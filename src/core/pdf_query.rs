use super::alias::AliasMap;
use super::document::{Document, DocumentKind, DocumentSchema};
use super::error::{Section, SzamlaError};
use super::order::KeyOrder;
use super::tree::AttributeTree;
use super::validation::{Rule, RuleSet, ValueType};

pub(crate) const PDF_QUERY_SCHEMA: DocumentSchema = DocumentSchema {
    kind: DocumentKind::PdfQuery,
    aliases: AliasMap::new(
        DocumentKind::PdfQuery,
        &[
            ("invoiceNumber", "invoiceNumber"),
            ("orderNumber", "orderNumber"),
            ("username", "username"),
            ("password", "password"),
            ("responseVersion", "responseVersion"),
        ],
    ),
    computed: &[],
    order: KeyOrder::new(&[(
        "",
        &[
            "username",
            "password",
            "invoiceNumber",
            "orderNumber",
            "responseVersion",
        ],
    )]),
    sections: &[RuleSet::new(
        Section::Query,
        &[
            (
                "invoiceNumber",
                &[Rule::Required, Rule::Type(ValueType::String)],
            ),
            ("orderNumber", &[Rule::Type(ValueType::String)]),
        ],
    )],
};

/// Request for the PDF of an already issued invoice.
#[derive(Debug, Clone, Default, PartialEq)]
pub struct PdfQuery {
    attributes: AttributeTree,
}

impl PdfQuery {
    pub fn new() -> Self {
        Self::default()
    }

    /// Query by invoice number.
    pub fn for_invoice(invoice_number: impl Into<String>) -> Self {
        let mut query = Self::new();
        query
            .attributes
            .set("invoiceNumber", invoice_number.into());
        query
    }

    pub fn invoice_number(&self) -> Option<&str> {
        self.attributes.get("invoiceNumber")?.as_str()
    }

    pub fn validate_query(&self) -> Result<(), SzamlaError> {
        self.validate_section(Section::Query)
    }
}

impl Document for PdfQuery {
    const SCHEMA: &'static DocumentSchema = &PDF_QUERY_SCHEMA;

    fn from_tree(tree: AttributeTree) -> Self {
        Self { attributes: tree }
    }

    fn tree(&self) -> &AttributeTree {
        &self.attributes
    }

    fn tree_mut(&mut self) -> &mut AttributeTree {
        &mut self.attributes
    }
}

#[cfg(test)]
mod tests {
    use super::*;
    use serde_json::{Value, json};

    #[test]
    fn invoice_number_is_required() {
        let mut query = PdfQuery::new();
        query.set("orderNumber", "X1").unwrap();
        let err = query.validate().unwrap_err();
        let failure = err.section_failure().unwrap();
        assert_eq!(failure.section, Section::Query);
        assert_eq!(failure.errors[0].rule, Rule::Required);
        assert_eq!(failure.fields(), vec!["invoiceNumber"]);

        query.set("invoiceNumber", "E-2024-1").unwrap();
        query.validate().unwrap();
    }

    #[test]
    fn export_is_flat_and_ordered() {
        let mut query = PdfQuery::for_invoice("E-2024-1");
        query.set("responseVersion", 1).unwrap();
        query.set("username", "user").unwrap();
        let tree = query.to_value();
        let keys: Vec<&str> = tree.as_object().unwrap().keys().map(String::as_str).collect();
        assert_eq!(keys, vec!["username", "invoiceNumber", "responseVersion"]);
        assert_eq!(tree["responseVersion"], json!(1));
    }

    #[test]
    fn has_no_computed_dates() {
        let query = PdfQuery::for_invoice("E-1");
        assert_eq!(query.date("signatureDate").unwrap(), None);
        assert_eq!(query.read("invoiceNumber"), Some(Value::from("E-1")));
        assert_eq!(query.invoice_number(), Some("E-1"));
    }
}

Exercise details: Output each line of the listing in which the string "attributes" is found.

Task response:
    attributes: AttributeTree,
            .attributes
        self.attributes.get("invoiceNumber")?.as_str()
        Self { attributes: tree }
        &self.attributes
        &mut self.attributes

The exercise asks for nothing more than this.